Design, Synthesis, In‐silico Studies and Antiproliferative Evaluation of Novel Indazole Derivatives as Small Molecule Inhibitors of B‐Raf

Abstract

AbstractB‐Raf, a proto‐oncogene that encodes the B‐Raf protein in the Ras/Raf/Mek/Erk (MAPK) pathway, is important in directing cell development and differentiation, mutation of which results in various types of cancers. A series of novel indazole derivatives were synthesized employing scaffold‐based approach and characterized by the spectral data. All the synthesized compounds were subjected to molecular docking to assess their binding affinity with the protein. The physicochemical and pharmacokinetic profile of the compounds revealed their compliance with Lipinski's rule. The antiproliferative capacity of the synthesized derivatives was assessed by screening them against the human melanoma cell lines Skmel‐23 and A375, which express B‐Raf in wild‐type and mutant forms, respectively.

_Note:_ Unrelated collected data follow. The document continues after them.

use core::{
    fmt::{self, Arguments, Display, Write as _},
    str::FromStr,
    sync::atomic::{self, AtomicU8},
};
use std::io::{self, Write};
use chrono::{DateTime, Local};
use parking_lot::{const_mutex, const_rwlock, Mutex, RwLock};

static LOGGER : RwLock<Option<&'static Logger>> = const_rwlock(None);

/// Register the global logger used by the logging macros
pub fn set_logger(logger: &'static Logger) {
    *LOGGER.write() = Some(logger);
}

/// Get the global logger
///
/// # Panics
///
/// Panics when no logger was registered with [`set_logger`].
pub fn get_logger() -> &'static Logger {
    try_get_logger().expect("Logger was not set")
}

/// Get the global logger, if one was registered
pub fn try_get_logger() -> Option<&'static Logger> {
    *LOGGER.read()
}

/// Logging level
#[repr(u8)]
#[derive(Clone, Copy, PartialEq, Eq, PartialOrd, Ord, Debug)]
pub enum LogLevel {
    /// Severe error: will probably result in a crash
    Severe,
    /// Error: may not result in a crash
    Error,
    /// Warning: While not as bad as an error, it may point to something like a precision loss
    Warning,
    /// General info
    Info,
    /// Verbose info
    Verbose,
    /// Debug info (includes verbose info)
    Debug,
}

impl Display for LogLevel {
    fn fmt(&self, f: &mut fmt::Formatter<'_>) -> fmt::Result {
        match self {
            LogLevel::Severe  => f.write_str("\x1B[1m\x1B[41m\x1B[30m[SEVERE ]\x1B[0m"),
            LogLevel::Error   => f.write_str(               "\x1B[91m[ERROR  ]\x1B[0m"),
            LogLevel::Warning => f.write_str(               "\x1B[93m[WARNING]\x1B[0m"),
            LogLevel::Info    => f.write_str(               "\x1B[37m[INFO   ]\x1B[0m"),
            LogLevel::Verbose => f.write_str(               "\x1B[90m[VERBOSE]\x1B[0m"),
            LogLevel::Debug   => f.write_str(               "\x1B[94m[DEBUG  ]\x1B[0m"),
        }
    }
}

/// Error returned when a string does not name a log level
#[derive(Clone, PartialEq, Eq, Debug)]
pub struct ParseLogLevelError(String);

impl Display for ParseLogLevelError {
    fn fmt(&self, f: &mut fmt::Formatter<'_>) -> fmt::Result {
        write!(f, "unknown log level '{}', expected one of: severe, error, warning, info, verbose, debug", self.0)
    }
}

impl std::error::Error for ParseLogLevelError {}

impl FromStr for LogLevel {
    type Err = ParseLogLevelError;

    fn from_str(s: &str) -> Result<Self, Self::Err> {
        match s.to_ascii_lowercase().as_str() {
            "severe"  => Ok(LogLevel::Severe),
            "error"   => Ok(LogLevel::Error),
            "warning" => Ok(LogLevel::Warning),
            "info"    => Ok(LogLevel::Info),
            "verbose" => Ok(LogLevel::Verbose),
            "debug"   => Ok(LogLevel::Debug),
            _ => Err(ParseLogLevelError(s.to_string())),
        }
    }
}

/// Log category
#[derive(Clone, Copy, PartialEq, Eq, Debug)]
pub struct LogCategory {
    category     : &'static str,
    sub_category : Option<&'static str>
}

impl LogCategory {
    pub const fn new(name: &'static str) -> Self {
        Self { category: name, sub_category: None }
    }

    pub const fn new_with_sub(name: &'static str, sub_name: &'static str) -> Self {
        Self { category: name, sub_category: Some(sub_name) }
    }
}

impl Display for LogCategory {
    fn fmt(&self, f: &mut fmt::Formatter<'_>) -> fmt::Result {
        match self.sub_category {
            Some(sub) => write!(f, "{}({sub})", self.category),
            None => f.write_str(self.category),
        }
    }
}

/// Additional info about where the log occured
pub struct LogLocation {
    file : &'static str,
    line : u32,
    func : &'static str,
    time : DateTime<Local>,
}

impl LogLocation {
    /// Creates a new log location
    pub fn new(file: &'static str, line: u32, func: &'static str, time: DateTime<Local>) -> Self {
        Self { file, line, func, time }
    }

    /// Get the file name where the log occured
    pub fn file(&self) -> &str {
        self.file
    }

    /// Get the line where the log occurred
    pub fn line(&self) -> u32 {
        self.line
    }

    /// Get the function where the log occurred
    pub fn function(&self) -> &str {
        self.func
    }

    /// Get the local time when the log occurred
    pub fn timestamp(&self) -> DateTime<Local> {
        self.time
    }
}

// Only severe, error and debug messages carry their source location
struct LogLocationFormatter<'a> {
    loc   : &'a LogLocation,
    level : LogLevel
}

impl Display for LogLocationFormatter<'_> {
    fn fmt(&self, f: &mut fmt::Formatter<'_>) -> fmt::Result {
        match self.level {
            LogLevel::Severe | LogLevel::Error | LogLevel::Debug => {
                write!(f, " ({}:{}", self.loc.file(), self.loc.line())?;
                if !self.loc.function().is_empty() {
                    write!(f, ": {}", self.loc.function())?;
                }
                f.write_str(")")
            },
            LogLevel::Warning | LogLevel::Info | LogLevel::Verbose => Ok(()),
        }
    }
}

pub fn get_func_name<F>(_: F) -> &'static str {
    core::any::type_name::<F>()
}

#[macro_export]
macro_rules! log_location {
    () => {
        $crate::LogLocation::new(file!(), line!(), "", $crate::now())
    };
    ($func: expr) => {
        $crate::LogLocation::new(file!(), line!(), $crate::get_func_name($func), $crate::now())
    };
}

/// Current local time, used to timestamp log messages
pub fn now() -> DateTime<Local> {
    Local::now()
}

type BoxedWriter = Box<dyn Write + Send>;

pub struct LoggerState {
    writers:        [Option<BoxedWriter>; Self::MAX_WRITERS],
    cache:          String,
    always_flush:   bool,
    log_to_console: bool,
}

impl LoggerState {
    const MAX_WRITERS: usize = 8;
    const CACHE_FLUSH_LIMIT: usize = 4 * 1024;

    pub const fn new() -> Self {
        const NONE: Option<BoxedWriter> = None;
        Self {
            writers: [NONE; Self::MAX_WRITERS],
            cache: String::new(),
            always_flush: false,
            log_to_console: true,
        }
    }

    fn write_message(&mut self, message: &str) {
        self.cache.push_str(message);
        self.flush_when_needed();
    }

    fn format_message(&mut self, fmt_args: Arguments) {
        _ = self.cache.write_fmt(fmt_args);
        self.flush_when_needed();
    }

    fn flush_when_needed(&mut self) {
        if self.always_flush || self.cache.len() > Self::CACHE_FLUSH_LIMIT {
            self.flush();
        }
    }

    // Writer failures are dropped, there is nowhere left to report them.
    fn flush(&mut self) {
        if self.cache.is_empty() {
            return;
        }

        if self.log_to_console {
            let mut stdout = io::stdout().lock();
            _ = stdout.write_all(self.cache.as_bytes());
            _ = stdout.flush();
        }

        for writer in self.writers.iter_mut().flatten() {
            _ = writer.write_all(self.cache.as_bytes());
            _ = writer.flush();
        }
        self.cache.clear();
    }
}

/// Logger
///
/// Supports up to 8 writers, e.g. terminal, file, external tool, etc
pub struct Logger {
    state: Mutex<LoggerState>,
    max_log_level: AtomicU8,
}

impl Logger {
    pub const fn new() -> Self {
        Self {
            state: const_mutex(LoggerState::new()),
            max_log_level: AtomicU8::new(LogLevel::Debug as u8),
        }
    }

    /// Set the maximum log level (severe == lowest, debug == highest)
    pub fn set_max_level(&self, level: LogLevel) {
        self.max_log_level.store(level as u8, atomic::Ordering::Relaxed)
    }

    /// Check whether messages of `level` are currently written
    pub fn is_enabled(&self, level: LogLevel) -> bool {
        level as u8 <= self.max_log_level.load(atomic::Ordering::Relaxed)
    }

    /// Set whether the logger should flush after each write
    pub fn set_always_flush(&self, always_flush: bool) {
        self.state.lock().always_flush = always_flush;
    }

    /// Set whether the logger should log it's output to console
    pub fn set_log_to_console(&self, log_to_console: bool) {
        let mut state = self.state.lock();

        // Messages logged up to now still follow the old setting
        state.flush();
        state.log_to_console = log_to_console;
    }

    /// Add a writer.
    ///
    /// Returns `Ok(index)` if space was available. This index can be used to remove the writer later on.
    ///
    /// Otherwise returns an `Err` with the provided writer
    pub fn add_writer(&self, writer: BoxedWriter) -> Result<usize, BoxedWriter> {
        let mut state = self.state.lock();

        let empty = state.writers.iter_mut().enumerate().find(|(_, slot)| slot.is_none());
        match empty {
            Some((id, slot)) => {
                *slot = Some(writer);
                Ok(id)
            },
            None => Err(writer),
        }
    }

    /// Remove a writer from the logger, pending messages are flushed to it first
    pub fn remove_writer(&self, index: usize) -> Option<BoxedWriter> {
        let mut state = self.state.lock();
        state.flush();
        state.writers.get_mut(index).and_then(Option::take)
    }

    /// Log a message
    pub fn log(&self, category: LogCategory, level: LogLevel, loc: LogLocation, text: &str) {
        self.log_fmt(category, level, loc, format_args!("{text}"));
    }

    /// Log a formatted message
    pub fn log_fmt(&self, category: LogCategory, level: LogLevel, loc: LogLocation, format: Arguments) {
        if self.is_enabled(level) {
            let loc_formatter = LogLocationFormatter { loc: &loc, level };
            let timestamp = loc.timestamp().format("%H:%M:%S%.3f");
            let mut state = self.state.lock();
            state.format_message(format_args!("{timestamp} {level} [{category}]{loc_formatter}: {format}\n"));
        }
    }

    pub fn flush(&self) {
        self.state.lock().flush()
    }
}

impl Default for Logger {
    fn default() -> Self {
        Self::new()
    }
}

impl Drop for Logger {
    fn drop(&mut self) {
        self.flush();
    }
}

#[macro_export]
macro_rules! log {
    ($category:expr, $level:expr, $func:expr, $text:expr) => {
        if let Some(logger) = $crate::try_get_logger() {
            logger.log_fmt($category, $level, $crate::log_location!($func), format_args!($text));
        }
    };
    ($category:expr, $level:expr, $func:expr, $format:expr, $($arg:expr),*) => {
        if let Some(logger) = $crate::try_get_logger() {
            logger.log_fmt($category, $level, $crate::log_location!($func), format_args!($format, $($arg),*));
        }
    };
}

#[macro_export]
macro_rules! log_severe {
    ($category:expr, $func:expr, $($fmt:tt)+) => {
        $crate::log!($category, $crate::LogLevel::Severe, $func, $($fmt)+)
    };
}

#[macro_export]
macro_rules! log_error {
    ($category:expr, $func:expr, $($fmt:tt)+) => {
        $crate::log!($category, $crate::LogLevel::Error, $func, $($fmt)+)
    };
}

#[macro_export]
macro_rules! log_warning {
    ($category:expr, $text:expr) => {
        if let Some(logger) = $crate::try_get_logger() {
            logger.log_fmt($category, $crate::LogLevel::Warning, $crate::log_location!(), format_args!($text));
        }
    };
    ($category:expr, $format:expr, $($arg:expr),*) => {
        if let Some(logger) = $crate::try_get_logger() {
            logger.log_fmt($category, $crate::LogLevel::Warning, $crate::log_location!(), format_args!($format, $($arg),*));
        }
    };
}

#[macro_export]
macro_rules! log_info {
    ($category:expr, $text:expr) => {
        if let Some(logger) = $crate::try_get_logger() {
            logger.log_fmt($category, $crate::LogLevel::Info, $crate::log_location!(), format_args!($text));
        }
    };
    ($category:expr, $format:expr, $($arg:expr),*) => {
        if let Some(logger) = $crate::try_get_logger() {
            logger.log_fmt($category, $crate::LogLevel::Info, $crate::log_location!(), format_args!($format, $($arg),*));
        }
    };
}

#[macro_export]
macro_rules! log_verbose {
    ($category:expr, $text:expr) => {
        if let Some(logger) = $crate::try_get_logger() {
            logger.log_fmt($category, $crate::LogLevel::Verbose, $crate::log_location!(), format_args!($text));
        }
    };
    ($category:expr, $format:expr, $($arg:expr),*) => {
        if let Some(logger) = $crate::try_get_logger() {
            logger.log_fmt($category, $crate::LogLevel::Verbose, $crate::log_location!(), format_args!($format, $($arg),*));
        }
    };
}

#[macro_export]
macro_rules! log_debug {
    ($category:expr, $func:expr, $($fmt:tt)+) => {
        $crate::log!($category, $crate::LogLevel::Debug, $func, $($fmt)+)
    };
}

Compounds with 2‐chloro and 2‐cyano‐4‐isoproxy substitutions elicited potent inhibition against melanoma cell lines with IC50 values of 40.11 and 13.37 μM against Skmel‐23 and 16.89, 15.57 μM against A375 cells respectively. The compounds manifested greater potential than the standard doxorubicin. In order to detect changes in cell morphology and evaluate their apoptotic potential; these substances were subjected to morphological screening. Both cell lines were shown to be strongly inhibited by the 2‐cyano‐4‐isoproxy substituted indazole derivative; making it a prospective therapeutic candidate for targeting both wild‐type and mutant B‐Raf forms.